This was the day I’d been dreading. The couple that we talked with before the hike had warned us; it would be the longest day with the steepest hills. It took them over 8 hours to make it to the Bumba base camp; and this third morning my body was revolting against itself and I was not looking forward to an 8+ hour day. When I put my feet on the floor to get out of bed my body seemed to say, oh no, you will not subject me to that torture again!
I walked in a crippled, stiff-as-a-board, old lady sort of way to our 6:30am breakfast and tried to convince myself I wanted to carry on with the hike. I gave myself a little pep talk, slapped a few more Band-Aids on my blisters and shoved my tired, achy feet into my wet boots. It’s just walking Eryn, get on with it!
The 3km hill back up to the trail was steeper than I remembered. I always like hills so much better when I’m going DOWN them! Why can’t they be all down hill? We hadn’t even made it up to the trail yet and I felt the grumpy grimace return to my face. Oh shit man, this is going to be a long day!
We had the added bonus of a whole village of children clinging to us on their way to school up the hill. I can’t even explain it to you, I felt hotter with them around me and I could hardly breathe. Suffocating – yes, it was suffocating. We tried to put on a happy face, but we were never more excited than when they made it to their school and fell off the trail. Oh thank God I can breathe again!
I’m always surprised at the things I see in countries that are so different from America – we saw it all on the trail. Just as the children made it to school, we passed a man herding a gaggle of turkeys. Later we saw a dead cow carcass being carved up, a huge empty cavity big enough to sit in behind its exposed rib cage; lifeless legs extended out like Griffy when he stretches. She was hardly recognizable as a cow, just a massive hunk of decaying flesh. Little bits of cartilage and guts flung to the side, right there on the side of the road. Women carrying all sorts of things on their heads, huge stalks of plantains, a basket full of chickens, long bamboo stalks; those women are amazing the things they carry!
It didn’t take long before we were walking in the rain again. We took turns wearing the Kigali and using the umbrella. Neither of them was that great, but they were the best we had. The trail wound up and down and way inland away from the lake. The hills were steeper and it just felt wrong to be going away from the lake. Are we sure we’re going the right way?
I could see so many ‘hills’ in the distance between the lake and us; it just made me want to cry knowing we had to traverse them to make it to the Bumba base camp. I am from Florida remember – flat lands!!! From where I stood at only hour 2 it just didn’t seem possible that we could make it all the way back to the lake. “Just keep putting one foot in front of the other Eryn, just keep moving” I kept telling myself.
J and I were talking about how the trail was designated ‘easy to moderate’. I suppose they’re technically right. Obviously there are much higher mountains that would be considered difficult. But as J pointed out they forgot to take into account the cumulative effect after multiple days of hiking. I’ll have to mention that in my strongly worded email. Easy to moderate, my ass.

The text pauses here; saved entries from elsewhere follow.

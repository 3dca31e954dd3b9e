use core_test_support::permission_page;
use core_test_support::permissions_path;
use core_test_support::plain_drive_client;
use docshare_async_utils::CancelScope;
use docshare_core::DocumentId;
use docshare_core::SyncError;
use docshare_core::find_permission;
use pretty_assertions::assert_eq;
use wiremock::Mock;
use wiremock::MockServer;
use wiremock::ResponseTemplate;
use wiremock::matchers::method;
use wiremock::matchers::path;
use wiremock::matchers::query_param;
use wiremock::matchers::query_param_is_missing;

const TARGET: &str = "alice@example.com";

#[tokio::test]
async fn finds_match_on_second_page() {
    let server = MockServer::start().await;
    Mock::given(method("GET"))
        .and(path(permissions_path("doc1")))
        .and(query_param_is_missing("pageToken"))
        .and(query_param("pageSize", "10"))
        .and(query_param("fields", "nextPageToken,permissions(id,emailAddress)"))
        .and(query_param("supportsTeamDrives", "true"))
        .respond_with(ResponseTemplate::new(200).set_body_json(permission_page(
            Some("page-2"),
            &[("p1", "bob@example.com"), ("p2", "carol@example.com")],
        )))
        .expect(1)
        .mount(&server)
        .await;
    Mock::given(method("GET"))
        .and(path(permissions_path("doc1")))
        .and(query_param("pageToken", "page-2"))
        .respond_with(ResponseTemplate::new(200).set_body_json(permission_page(
            None,
            &[("p3", TARGET)],
        )))
        .expect(1)
        .mount(&server)
        .await;

    let client = plain_drive_client(&server);
    let found = find_permission(&client, &DocumentId::from("doc1"), TARGET, &CancelScope::new())
        .await
        .expect("resolution succeeds")
        .expect("permission is present");

    assert_eq!(found.id.as_str(), "p3");
    assert_eq!(found.email_address, TARGET);
}

#[tokio::test]
async fn first_match_wins() {
    let server = MockServer::start().await;
    Mock::given(method("GET"))
        .and(path(permissions_path("doc1")))
        .respond_with(ResponseTemplate::new(200).set_body_json(permission_page(
            Some("unused"),
            &[("first", TARGET), ("second", TARGET)],
        )))
        .expect(1)
        .mount(&server)
        .await;

    let client = plain_drive_client(&server);
    let found = find_permission(&client, &DocumentId::from("doc1"), TARGET, &CancelScope::new())
        .await
        .expect("resolution succeeds")
        .expect("permission is present");

    assert_eq!(found.id.as_str(), "first");
}

#[tokio::test]
async fn empty_page_without_token_is_not_found() {
    let server = MockServer::start().await;
    Mock::given(method("GET"))
        .and(path(permissions_path("doc1")))
        .respond_with(ResponseTemplate::new(200).set_body_json(permission_page(None, &[])))
        .expect(1)
        .mount(&server)
        .await;

    let client = plain_drive_client(&server);
    let found = find_permission(&client, &DocumentId::from("doc1"), TARGET, &CancelScope::new())
        .await
        .expect("absence is not an error");

    assert_eq!(found, None);
}

#[tokio::test]
async fn empty_page_stops_even_with_token() {
    let server = MockServer::start().await;
    Mock::given(method("GET"))
        .and(path(permissions_path("doc1")))
        .respond_with(
            ResponseTemplate::new(200).set_body_json(permission_page(Some("more"), &[])),
        )
        .expect(1)
        .mount(&server)
        .await;

    let client = plain_drive_client(&server);
    let found = find_permission(&client, &DocumentId::from("doc1"), TARGET, &CancelScope::new())
        .await
        .expect("absence is not an error");

    assert_eq!(found, None);
}

#[tokio::test]
async fn match_without_id_is_an_error() {
    let server = MockServer::start().await;
    Mock::given(method("GET"))
        .and(path(permissions_path("doc1")))
        .respond_with(ResponseTemplate::new(200).set_body_json(permission_page(
            None,
            &[("", TARGET)],
        )))
        .expect(1)
        .mount(&server)
        .await;

    let client = plain_drive_client(&server);
    let err = find_permission(&client, &DocumentId::from("doc1"), TARGET, &CancelScope::new())
        .await
        .expect_err("empty id must not pass as a permission");

    match err {
        SyncError::MissingPermissionId { email } => assert_eq!(email, TARGET),
        other => panic!("expected missing id error, got {other:?}"),
    }
}

#[tokio::test]
async fn transient_failure_mid_walk_retries_that_page_only() {
    let server = MockServer::start().await;
    Mock::given(method("GET"))
        .and(path(permissions_path("doc1")))
        .and(query_param_is_missing("pageToken"))
        .respond_with(ResponseTemplate::new(200).set_body_json(permission_page(
            Some("page-2"),
            &[("p1", "bob@example.com")],
        )))
        .expect(1)
        .mount(&server)
        .await;
    Mock::given(method("GET"))
        .and(path(permissions_path("doc1")))
        .and(query_param("pageToken", "page-2"))
        .respond_with(ResponseTemplate::new(503))
        .up_to_n_times(1)
        .expect(1)
        .mount(&server)
        .await;
    Mock::given(method("GET"))
        .and(path(permissions_path("doc1")))
        .and(query_param("pageToken", "page-2"))
        .respond_with(ResponseTemplate::new(200).set_body_json(permission_page(
            None,
            &[("p2", TARGET)],
        )))
        .expect(1)
        .mount(&server)
        .await;

    let client = plain_drive_client(&server);
    let found = find_permission(&client, &DocumentId::from("doc1"), TARGET, &CancelScope::new())
        .await
        .expect("resolution succeeds")
        .expect("permission is present");

    assert_eq!(found.id.as_str(), "p2");
}

#[tokio::test]
async fn terminal_listing_failure_is_surfaced() {
    let server = MockServer::start().await;
    Mock::given(method("GET"))
        .and(path(permissions_path("doc1")))
        .respond_with(ResponseTemplate::new(404).set_body_string("not found"))
        .expect(1)
        .mount(&server)
        .await;

    let client = plain_drive_client(&server);
    let err = find_permission(&client, &DocumentId::from("doc1"), TARGET, &CancelScope::new())
        .await
        .expect_err("404 is terminal");

    assert!(matches!(err, SyncError::Api(_)), "got {err:?}");
}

Children continued yelling from the hills, “mzuuungu!” J said they sounded like doves cooing, “mzuungu, mzuungu, mzuungu,” but they didn’t come down to join us. Oh thank you God, we need a break! We thought we were clear of the children for a while, and were relieved to hear the silence of the green hills. Ahh yes, silence.
Then as if by some twisted cosmic irony, we came around a corner and the trail passed right through two school buildings. We heard, “mzungu” shouts and screams and little soft voices all around us. There must’ve been several hundred students aged 5 to 10. Some stood above the trail on the embankment just staring at us with open mouths. Others rushed to us and held our hands, tugging on our shirts and loads of them were just running around screaming in a frenzy like they’d just consumed mass quantities of sugar. All we could do was laugh. We laughed at each other and with the kids and said “good morning” a thousand times as we tried to carry on walking through the crowd of children. Eventually a teacher came out of the classroom and yelled at the kids; they quickly scattered back to their classrooms and we disappeared beyond view of the school.

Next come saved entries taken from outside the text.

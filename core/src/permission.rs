//! Wire types for the permissions collection.

use serde::Deserialize;
use serde::Serialize;

/// Opaque identifier of a remote document.
#[derive(Debug, Clone, PartialEq, Eq, Hash)]
pub struct DocumentId(String);

impl DocumentId {
    pub fn new(id: impl Into<String>) -> Self {
        Self(id.into())
    }

    pub fn as_str(&self) -> &str {
        &self.0
    }
}

impl std::fmt::Display for DocumentId {
    fn fmt(&self, f: &mut std::fmt::Formatter<'_>) -> std::fmt::Result {
        f.write_str(&self.0)
    }
}

impl From<&str> for DocumentId {
    fn from(id: &str) -> Self {
        Self::new(id)
    }
}

impl From<String> for DocumentId {
    fn from(id: String) -> Self {
        Self(id)
    }
}

/// Server-assigned permission ID. Never empty.
#[derive(Debug, Clone, PartialEq, Eq)]
pub struct PermissionId(String);

impl PermissionId {
    /// `None` for an empty ID.
    pub fn new(id: impl Into<String>) -> Option<Self> {
        let id = id.into();
        (!id.is_empty()).then_some(Self(id))
    }

    pub fn as_str(&self) -> &str {
        &self.0
    }
}

impl std::fmt::Display for PermissionId {
    fn fmt(&self, f: &mut std::fmt::Formatter<'_>) -> std::fmt::Result {
        f.write_str(&self.0)
    }
}

/// Continuation token for a permissions listing. The default value is the
/// "no token" sentinel that requests the first page.
#[derive(Debug, Clone, Default, PartialEq, Eq)]
pub struct PageToken(Option<String>);

impl PageToken {
    pub fn first() -> Self {
        Self(None)
    }

    /// Empty tokens are treated as the sentinel.
    pub fn new(token: impl Into<String>) -> Self {
        let token = token.into();
        Self((!token.is_empty()).then_some(token))
    }

    pub fn is_first(&self) -> bool {
        self.0.is_none()
    }

    pub fn as_str(&self) -> Option<&str> {
        self.0.as_deref()
    }
}

#[derive(Debug, Clone, Copy, PartialEq, Eq, Serialize, Deserialize)]
#[serde(rename_all = "lowercase")]
pub enum Role {
    Reader,
}

#[derive(Debug, Clone, Copy, PartialEq, Eq, Serialize, Deserialize)]
#[serde(rename_all = "lowercase")]
pub enum GranteeType {
    User,
}

/// A permission record as sent in a create request.
#[derive(Debug, Clone, PartialEq, Eq, Serialize)]
#[serde(rename_all = "camelCase")]
pub struct Permission {
    #[serde(skip_serializing_if = "String::is_empty")]
    pub id: String,
    pub role: Role,
    #[serde(rename = "type")]
    pub grantee_type: GranteeType,
    pub email_address: String,
}

impl Permission {
    /// Read access for one user, not yet assigned an ID.
    pub fn reader(email_address: impl Into<String>) -> Self {
        Self {
            id: String::new(),
            role: Role::Reader,
            grantee_type: GranteeType::User,
            email_address: email_address.into(),
        }
    }
}

/// The `id` and `emailAddress` projection returned by a listing.
#[derive(Debug, Clone, Default, PartialEq, Eq, Deserialize)]
#[serde(default, rename_all = "camelCase")]
pub struct PermissionSummary {
    pub id: String,
    pub email_address: String,
}

/// One page of `GET /files/{id}/permissions`.
#[derive(Debug, Clone, Default, PartialEq, Eq, Deserialize)]
#[serde(default, rename_all = "camelCase")]
pub struct PermissionPage {
    pub next_page_token: Option<String>,
    pub permissions: Vec<PermissionSummary>,
}

impl PermissionPage {
    pub fn next_token(&self) -> Option<PageToken> {
        self.next_page_token
            .as_deref()
            .map(PageToken::new)
            .filter(|token| !token.is_first())
    }
}

/// A permission located by email, guaranteed to carry an ID.
#[derive(Debug, Clone, PartialEq, Eq)]
pub struct ResolvedPermission {
    pub id: PermissionId,
    pub email_address: String,
}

The rain carried on and it was much heavier than the day before. I could actually hear water sloshing inside my boots with each step. I didn’t care so much though; I was just relieved to finally be walking on flat land instead of the torturous hills. We waved at the workers in the field as they stared at us making our way through the marshy grasslands. Muddy earth caked all around my boots as we walked precariously trying not to slip in the mud.

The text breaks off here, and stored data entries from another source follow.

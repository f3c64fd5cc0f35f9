use alloy::primitives::Address;
use shared::OracleSnapshot;

use super::{ApiClient, ApiError};

impl ApiClient {
    /// Latest oracle price for one collateral, with the backend's staleness flag.
    pub async fn oracle_price(&self, collateral: Address) -> Result<OracleSnapshot, ApiError> {
        let response = self.get(&format!("/oracle/price/{}", collateral)).send().await?;
        self.decode(response).await
    }
}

After a few hours we came up to, you guessed it, another steep hill. This would be the first of the many final hills before we reached Bumba. But, but, I’m sooo tired! We sat down on a rock and feasted on our bananas and bread, gathering strength to begin the final hours of steep climbing. A man herding goats passed us as we sat on the trail and the goats kicked up mud into my face. Ahhh yes, the joys of the outdoors – love it!
The last 3 or 4 hours were torturous! The mud was thicker, which made my boots heavier. The hills were steeper and my grimace angrier. I was actually having feelings of hatred and anger towards these steep hills; like they’d personally wronged me in some way! Damn you, you stupid hills! Grrrrr. At times I was secretly hoping for a mudslide just so I could be in a horizontal position. Other times I was eyeing the coffee plants on the side of the trail thinking I could just sleep there for the night. Who needs a base camp anyway, you go ahead J, I’ll just lay down right here. I didn’t want to walk anymore! No more!
I tried to keep giving myself pep talks and J, the uber walker who was hardly struggling at all was very supportive. I tried to power myself up, power, power, power, but it wasn’t working very well. I’m from Florida dammit!!!!! I carried on just putting one foot in front of the other, stopping frequently to catch my breath. I just felt like crying, what a wuss. But I didn’t cry. No, no! Not until we made it to the basecamp, anyway; I did cry a little then, so relieved that we’d made it and that the hardest day finally was over.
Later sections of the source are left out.